What was not questioned was Ptolemy's central positioning of the Earth. The Catholic Church, the most powerful political and intellectual force of the time, adopted the Earth-centered model, not only because of the authority of Aristotle, common sense, and Biblical scripture -- where else would God put his special creatures but in the center of things? -- but also because it worked. To fully understand the Copernican revolution, and to be historically honest, one must understand that in spite of some problems, there were sound scientific reasons for the Church to accept an Earth-centered system.

  Copernicus: The New Heliocentric Universe






In the centre of everything rules the sun; for who in this most beautiful temple could place this luminary at another or better place whence it can light up the whole at once?....In this arrangement we thus find an admirable harmony of the world, and a constant harmonious connection between the motion and the size of the orbits as could not be found otherwise.  Nicolaus Copernicus





























Seek simplicity and distrust it.  Alfred North Whitehead
By the sixteenth-century, the general paradigm that guided the educated person can be described as follows. Humankind, as God's special creature, was the center of the physical universe in several ways. The Earth was the physical center of a mathematically planned universe, and humankind, as God's special creature, was given the precious gift of being able to read this mathematical harmony. Humans could know of God's work through both faith and reason. Unlike the attitude during the Dark Ages, there now existed within the church-dominated intellectual circle of opinion an unbounded faith in the power of human reason to solve the problems of the natural world. By this time there was an established tradition within the Church of supporting scientific research. Science and mathematics were considered valuable gifts from God that allowed humans to reveal the glorious details of God's creation.

Historically, we call this time the Renaissance. There was a great intellectual excitement over the rediscovery or "rebirth" of ancient thought. Of particular interest was a renewed focus on Platonism and Pythagoreanism. Nowhere was this excitement more evident than in the life and work of Nicolaus Copernicus (1473-1543). According to Copernicus, following the ancient masters, an adequate scientific astronomy must satisfy two conditions: it must save the phenomena -- account for the observed motions of all celestial bodies -- and it must not contradict the Pythagorean axioms that the motions of the celestial bodies were circular and uniform. On both accounts, according to Copernicus, Ptolemaic astronomy had failed.
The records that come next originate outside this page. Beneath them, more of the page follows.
use chrono::{DateTime, Utc};
use serde::{Deserialize, Serialize};
use serde_json::Value;
use sqlx::FromRow;
use uuid::Uuid;

use crate::models::job::{Applicant, Job};

#[derive(Debug, Clone, Serialize, Deserialize, FromRow)]
pub struct JobRow {
    pub id: Uuid,
    pub title: String,
    pub description_input: String,
    pub generated_listing_text: Option<String>,
    pub survey: Option<Value>,
    pub created_at: DateTime<Utc>,
}

#[derive(Debug, Clone, Serialize, Deserialize, FromRow)]
pub struct ApplicantRow {
    pub id: Uuid,
    pub job_id: Uuid,
    pub name: String,
    pub responses: Value,
    pub analysis_output: Option<Value>,
    pub overall_score_data: Option<Value>,
    pub submitted_at: DateTime<Utc>,
}

impl ApplicantRow {
    pub fn into_applicant(self) -> Result<Applicant, serde_json::Error> {
        Ok(Applicant {
            id: self.id,
            name: self.name,
            job_id: self.job_id,
            responses: serde_json::from_value(self.responses)?,
            analysis_output: self.analysis_output.map(serde_json::from_value).transpose()?,
            overall_score_data: self
                .overall_score_data
                .map(serde_json::from_value)
                .transpose()?,
            submitted_at: self.submitted_at.timestamp_millis(),
        })
    }
}

impl JobRow {
    /// Builds the aggregate from a job row and its applicants, already in
    /// submission order. Server timestamps become integer milliseconds.
    pub fn into_job(self, applicants: Vec<ApplicantRow>) -> Result<Job, serde_json::Error> {
        Ok(Job {
            id: self.id,
            title: self.title,
            description_input: self.description_input,
            generated_listing_text: self.generated_listing_text,
            survey: self.survey.map(serde_json::from_value).transpose()?,
            applicants: applicants
                .into_iter()
                .map(ApplicantRow::into_applicant)
                .collect::<Result<_, _>>()?,
            created_at: self.created_at.timestamp_millis(),
        })
    }
}
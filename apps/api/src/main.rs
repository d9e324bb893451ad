mod ai;
mod config;
mod db;
mod errors;
mod hiring;
mod llm_client;
mod models;
mod persistence;
mod routes;
mod state;
mod store;

use std::net::SocketAddr;
use std::sync::Arc;
use std::time::Duration;

use anyhow::{Context, Result};
use tower_http::{cors::CorsLayer, trace::TraceLayer};
use tracing::info;
use tracing_subscriber::{layer::SubscriberExt, util::SubscriberInitExt, EnvFilter};

use crate::config::{Config, StorageBackend};
use crate::db::create_pool;
use crate::llm_client::LlmClient;
use crate::persistence::memory::MemoryJobStore;
use crate::persistence::postgres::PgJobStore;
use crate::persistence::redis_store::{RedisJobStore, JOBS_BLOB_KEY};
use crate::persistence::JobStore;
use crate::routes::build_router;
use crate::state::AppState;
use crate::store::StateStore;

#[tokio::main]
async fn main() -> Result<()> {
    // Load configuration first (fails on missing required env vars)
    let config = Config::from_env()?;

    // Initialize structured logging
    tracing_subscriber::registry()
        .with(EnvFilter::try_from_default_env().unwrap_or_else(|_| {
            EnvFilter::new(format!(
                "{}={}",
                env!("CARGO_PKG_NAME").replace('-', "_"),
                &config.rust_log
            ))
        }))
        .with(tracing_subscriber::fmt::layer())
        .init();

    info!("Starting hiring API v{}", env!("CARGO_PKG_VERSION"));

    let backend = build_job_store(&config).await?;
    let store = Arc::new(StateStore::new(backend));

    // Initialize LLM client
    let llm = LlmClient::new(
        config.anthropic_api_key.clone(),
        Duration::from_secs(config.llm_timeout_secs),
    )?;
    info!(
        "LLM client initialized (model: {}, timeout: {}s)",
        llm_client::MODEL,
        config.llm_timeout_secs
    );

    // Warm the job cache; an unreachable store is reported, not fatal
    match store.fetch_jobs().await {
        Ok(jobs) => info!("Loaded {} jobs", jobs.len()),
        Err(e) => tracing::warn!("Initial job fetch failed: {e}"),
    }

    let state = AppState {
        store,
        llm,
        config: config.clone(),
    };

    // Build router
    let app = build_router(state)
        .layer(TraceLayer::new_for_http())
        .layer(CorsLayer::permissive()); // TODO: restrict origins to PUBLIC_BASE_URL

    let addr: SocketAddr = format!("0.0.0.0:{}", config.port).parse()?;
    info!("Listening on {addr}");

    let listener = tokio::net::TcpListener::bind(addr).await?;
    axum::serve(listener, app).await?;

    Ok(())
}

/// Connects the persistence backend selected by `STORAGE_BACKEND`.
async fn build_job_store(config: &Config) -> Result<Arc<dyn JobStore>> {
    match config.storage_backend {
        StorageBackend::Postgres => {
            let url = config
                .database_url
                .as_deref()
                .context("DATABASE_URL is required for the postgres backend")?;
            let pool = create_pool(url).await?;
            Ok(Arc::new(PgJobStore::new(pool)))
        }
        StorageBackend::Redis => {
            let url = config
                .redis_url
                .as_deref()
                .context("REDIS_URL is required for the redis backend")?;
            let client = redis::Client::open(url)?;
            info!("Redis client initialized (key: {JOBS_BLOB_KEY})");
            Ok(Arc::new(RedisJobStore::new(client)))
        }
        StorageBackend::Memory => {
            info!("Using in-memory job store; data is lost on restart");
            Ok(Arc::new(MemoryJobStore::new()))
        }
    }
}
// Shared prompt constants and prompt-building utilities.
// Each AI flow defines its own template in ai::prompts.
// This file contains cross-cutting prompt fragments.

/// System prompt fragment that enforces JSON-only output.
pub const JSON_ONLY_SYSTEM: &str = "You MUST respond with valid JSON only. \
    Do NOT include any text outside the JSON object. \
    Do NOT use markdown code fences. \
    Do NOT include explanations or apologies.";

/// Instruction appended to every scoring prompt.
pub const SCORE_RANGE_INSTRUCTION: &str = "\
    Every score is a number from 0 to 100 inclusive, where 0 means no evidence \
    of the skill and 100 means exceptional, well-evidenced proficiency. \
    Judge only what the answers show; do not reward length or polish alone.";

/// Builds a system prompt from a role sentence plus the JSON-only fragment.
pub fn json_system(role: &str) -> String {
    format!("{role} {JSON_ONLY_SYSTEM}")
}
use axum::{
    extract::{Path, State},
    http::StatusCode,
    Json,
};
use serde::Serialize;
use uuid::Uuid;

use crate::errors::AppError;
use crate::hiring::service::{
    self, survey_link, CreateJobRequest, SubmissionOutcome, SubmitSurveyRequest,
};
use crate::hiring::validation::validate_job_patch;
use crate::models::job::{Applicant, Job, JobPatch, SoftSkill};
use crate::state::AppState;
use crate::store::ranking::{pending_count, rank_applicants};
use crate::store::StoreStatus;

#[derive(Serialize)]
#[serde(rename_all = "camelCase")]
pub struct JobWithSurveyLink {
    pub job: Job,
    pub survey_link: String,
}

/// What a candidate sees: no applicants, no other candidates' data.
#[derive(Serialize)]
#[serde(rename_all = "camelCase")]
pub struct PublicSurvey {
    pub job_id: Uuid,
    pub title: String,
    pub job_listing: String,
    pub questions: Vec<String>,
    pub top_skills: Vec<SoftSkill>,
}

#[derive(Serialize)]
#[serde(rename_all = "camelCase")]
pub struct RankedApplicant {
    pub rank: usize,
    pub id: Uuid,
    pub name: String,
    pub overall_score: f64,
    pub summary: String,
    pub submitted_at: i64,
}

#[derive(Serialize)]
#[serde(rename_all = "camelCase")]
pub struct RankingDashboard {
    pub job_id: Uuid,
    pub title: String,
    pub survey_link: String,
    pub ranked_applicants: Vec<RankedApplicant>,
    /// Submitted but not yet scored, or scoring failed.
    pub pending_count: usize,
}

#[derive(Debug, Serialize)]
#[serde(rename_all = "camelCase")]
pub struct ApplicantDetail {
    pub job_id: Uuid,
    pub job_title: String,
    pub top_skills: Vec<SoftSkill>,
    pub applicant: Applicant,
}

/// GET /api/v1/jobs
pub async fn handle_list_jobs(State(state): State<AppState>) -> Result<Json<Vec<Job>>, AppError> {
    state.store.fetch_jobs().await?;
    Ok(Json(state.store.all_jobs_from_cache().await))
}

/// POST /api/v1/jobs
pub async fn handle_create_job(
    State(state): State<AppState>,
    Json(req): Json<CreateJobRequest>,
) -> Result<(StatusCode, Json<Job>), AppError> {
    let job = service::create_job_with_listing(&state.store, &state.llm, &req).await?;
    Ok((StatusCode::CREATED, Json(job)))
}

/// GET /api/v1/jobs/:job_id
pub async fn handle_get_job(
    State(state): State<AppState>,
    Path(job_id): Path<Uuid>,
) -> Result<Json<Job>, AppError> {
    Ok(Json(state.store.require_job(job_id).await?))
}

/// PATCH /api/v1/jobs/:job_id
pub async fn handle_update_job(
    State(state): State<AppState>,
    Path(job_id): Path<Uuid>,
    Json(patch): Json<JobPatch>,
) -> Result<Json<Job>, AppError> {
    validate_job_patch(&patch)?;
    state.store.update_job(job_id, patch).await?;
    Ok(Json(state.store.require_job(job_id).await?))
}

/// DELETE /api/v1/jobs/:job_id
pub async fn handle_delete_job(
    State(state): State<AppState>,
    Path(job_id): Path<Uuid>,
) -> Result<StatusCode, AppError> {
    state.store.delete_job(job_id).await?;
    Ok(StatusCode::NO_CONTENT)
}

/// POST /api/v1/jobs/:job_id/survey
pub async fn handle_create_survey(
    State(state): State<AppState>,
    Path(job_id): Path<Uuid>,
) -> Result<Json<JobWithSurveyLink>, AppError> {
    let job = service::create_survey(
        &state.store,
        &state.llm,
        job_id,
        state.config.survey_question_count,
    )
    .await?;
    Ok(Json(JobWithSurveyLink {
        survey_link: survey_link(&state.config.public_base_url, job.id),
        job,
    }))
}

/// GET /api/v1/jobs/:job_id/survey
pub async fn handle_get_survey(
    State(state): State<AppState>,
    Path(job_id): Path<Uuid>,
) -> Result<Json<PublicSurvey>, AppError> {
    let job = state.store.require_job(job_id).await?;
    let listing = job.listing_or_description().to_string();
    let survey = job
        .survey
        .ok_or_else(|| AppError::UnprocessableEntity(format!("Job {job_id} has no survey")))?;
    Ok(Json(PublicSurvey {
        job_id,
        title: job.title,
        job_listing: listing,
        questions: survey.questions,
        top_skills: survey.top_skills,
    }))
}

/// POST /api/v1/jobs/:job_id/applicants
pub async fn handle_submit_survey(
    State(state): State<AppState>,
    Path(job_id): Path<Uuid>,
    Json(req): Json<SubmitSurveyRequest>,
) -> Result<(StatusCode, Json<SubmissionOutcome>), AppError> {
    let outcome = service::submit_survey(&state.store, &state.llm, job_id, &req).await?;
    Ok((StatusCode::CREATED, Json(outcome)))
}

/// GET /api/v1/jobs/:job_id/applicants
pub async fn handle_ranking(
    State(state): State<AppState>,
    Path(job_id): Path<Uuid>,
) -> Result<Json<RankingDashboard>, AppError> {
    let job = state.store.require_job(job_id).await?;
    let ranked_applicants = rank_applicants(&job.applicants)
        .into_iter()
        .enumerate()
        .filter_map(|(i, a)| {
            let overall = a.overall_score_data.as_ref()?;
            Some(RankedApplicant {
                rank: i + 1,
                id: a.id,
                name: a.name.clone(),
                overall_score: overall.overall_score,
                summary: overall.summary.clone(),
                submitted_at: a.submitted_at,
            })
        })
        .collect();

    Ok(Json(RankingDashboard {
        job_id,
        survey_link: survey_link(&state.config.public_base_url, job_id),
        pending_count: pending_count(&job),
        title: job.title,
        ranked_applicants,
    }))
}

/// GET /api/v1/jobs/:job_id/applicants/:applicant_id
pub async fn handle_get_applicant(
    State(state): State<AppState>,
    Path((job_id, applicant_id)): Path<(Uuid, Uuid)>,
) -> Result<Json<ApplicantDetail>, AppError> {
    let job = state.store.require_job(job_id).await?;
    Ok(Json(applicant_detail(job, applicant_id)?))
}

/// Builds the detail view from one fetched copy of the job.
fn applicant_detail(job: Job, applicant_id: Uuid) -> Result<ApplicantDetail, AppError> {
    let applicant = job.applicant(applicant_id).cloned().ok_or_else(|| {
        AppError::NotFound(format!(
            "Applicant {applicant_id} not found in job {}",
            job.id
        ))
    })?;

    Ok(ApplicantDetail {
        job_id: job.id,
        job_title: job.title,
        top_skills: job.survey.map(|s| s.top_skills).unwrap_or_default(),
        applicant,
    })
}

/// GET /api/v1/store/status
pub async fn handle_store_status(State(state): State<AppState>) -> Json<StoreStatus> {
    Json(state.store.status().await)
}
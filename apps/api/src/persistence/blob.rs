//! The keyed-blob document: every job, with embedded applicants, in one map.
//!
//! Pure data operations shared by the Redis and memory backends. Callers
//! own the single-writer discipline around load → mutate → save.

use std::collections::BTreeMap;

use chrono::Utc;
use serde::{Deserialize, Serialize};
use uuid::Uuid;

use crate::models::job::{Applicant, ApplicantPatch, Job, JobPatch, NewApplicant, NewJob};
use crate::persistence::StoreError;

#[derive(Debug, Clone, Default, PartialEq, Serialize, Deserialize)]
pub struct JobsBlob {
    jobs: BTreeMap<Uuid, Job>,
}

impl JobsBlob {
    pub fn from_json(raw: &str) -> Result<Self, StoreError> {
        Ok(serde_json::from_str(raw)?)
    }

    pub fn to_json(&self) -> Result<String, StoreError> {
        Ok(serde_json::to_string(self)?)
    }

    /// Wall-clock milliseconds, bumped past the newest job so creation order is total.
    fn next_created_at(&self) -> i64 {
        let newest = self.jobs.values().map(|j| j.created_at).max();
        let now = Utc::now().timestamp_millis();
        match newest {
            Some(newest) if newest >= now => newest + 1,
            _ => now,
        }
    }

    pub fn insert_job(&mut self, job: NewJob) -> Uuid {
        let id = Uuid::new_v4();
        let created_at = self.next_created_at();
        self.jobs.insert(
            id,
            Job {
                id,
                title: job.title,
                description_input: job.description_input,
                generated_listing_text: job.generated_listing_text,
                survey: None,
                applicants: Vec::new(),
                created_at,
            },
        );
        id
    }

    /// Newest first.
    pub fn list(&self) -> Vec<Job> {
        let mut jobs: Vec<Job> = self.jobs.values().cloned().collect();
        jobs.sort_by(|a, b| b.created_at.cmp(&a.created_at));
        jobs
    }

    pub fn get(&self, id: Uuid) -> Option<Job> {
        self.jobs.get(&id).cloned()
    }

    pub fn update_job(&mut self, id: Uuid, patch: &JobPatch) -> Result<(), StoreError> {
        let job = self.jobs.get_mut(&id).ok_or(StoreError::JobNotFound(id))?;
        job.apply_patch(patch);
        Ok(())
    }

    pub fn remove(&mut self, id: Uuid) -> bool {
        self.jobs.remove(&id).is_some()
    }

    pub fn add_applicant(&mut self, job_id: Uuid, applicant: NewApplicant) -> Result<Uuid, StoreError> {
        let job = self
            .jobs
            .get_mut(&job_id)
            .ok_or(StoreError::JobNotFound(job_id))?;
        let id = Uuid::new_v4();
        job.applicants.push(Applicant {
            id,
            name: applicant.name,
            job_id: applicant.job_id,
            responses: applicant.responses,
            analysis_output: None,
            overall_score_data: None,
            submitted_at: Utc::now().timestamp_millis(),
        });
        Ok(id)
    }

    pub fn update_applicant(
        &mut self,
        job_id: Uuid,
        applicant_id: Uuid,
        patch: &ApplicantPatch,
    ) -> Result<(), StoreError> {
        let job = self
            .jobs
            .get_mut(&job_id)
            .ok_or(StoreError::JobNotFound(job_id))?;
        let applicant = job
            .applicants
            .iter_mut()
            .find(|a| a.id == applicant_id)
            .ok_or(StoreError::ApplicantNotFound {
                job_id,
                applicant_id,
            })?;
        applicant.apply_patch(patch);
        Ok(())
    }
}

#[cfg(test)]
mod tests {
    use super::*;

    fn new_job(title: &str) -> NewJob {
        NewJob {
            title: title.to_string(),
            description_input: "A description".to_string(),
            generated_listing_text: None,
        }
    }

    #[test]
    fn test_jobs_created_back_to_back_have_distinct_times() {
        let mut blob = JobsBlob::default();
        let first = blob.insert_job(new_job("first"));
        let second = blob.insert_job(new_job("second"));
        let third = blob.insert_job(new_job("third"));

        let ids: Vec<Uuid> = blob.list().into_iter().map(|j| j.id).collect();
        assert_eq!(ids, vec![third, second, first]);
    }

    #[test]
    fn test_blob_json_round_trip() {
        let mut blob = JobsBlob::default();
        let id = blob.insert_job(new_job("Backend Engineer"));
        blob.add_applicant(
            id,
            NewApplicant {
                name: "Jane Doe".to_string(),
                job_id: id,
                responses: vec![],
            },
        )
        .unwrap();

        let restored = JobsBlob::from_json(&blob.to_json().unwrap()).unwrap();
        assert_eq!(restored, blob);
    }

    #[test]
    fn test_unknown_applicant_is_reported() {
        let mut blob = JobsBlob::default();
        let id = blob.insert_job(new_job("t"));
        let missing = Uuid::new_v4();
        let err = blob
            .update_applicant(id, missing, &ApplicantPatch::default())
            .unwrap_err();
        assert!(matches!(
            err,
            StoreError::ApplicantNotFound { applicant_id, .. } if applicant_id == missing
        ));
    }

    #[test]
    fn test_corrupt_blob_is_a_serialization_error() {
        let err = JobsBlob::from_json("{not json").unwrap_err();
        assert!(matches!(err, StoreError::Serialization(_)));
    }
}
Although it is not true as is often alleged in some modern descriptions of the Copernican revolution that followers of Ptolemy added epicycles to epicycles to account for observational discrepancies, the Ptolemaic system was complicated and the equant point bothered all astronomers and natural philosophers. Thus, for Copernicus, under the influence of a renewed interest in the importance of mathematical harmony and economy, the Ptolemaic system could not possibly be true. Yet it was not a great observational discovery that prompted Copernicus to seek a new system. His motivation was primarily religious. He was convinced that God would not have created such an ugly universe. The future of humanity and the scientific revolution that bears his name, depended on the fact that to Copernicus, the Ptolemaic system was not pretty. It was not aesthetically pleasing enough. Surely God could do better than this.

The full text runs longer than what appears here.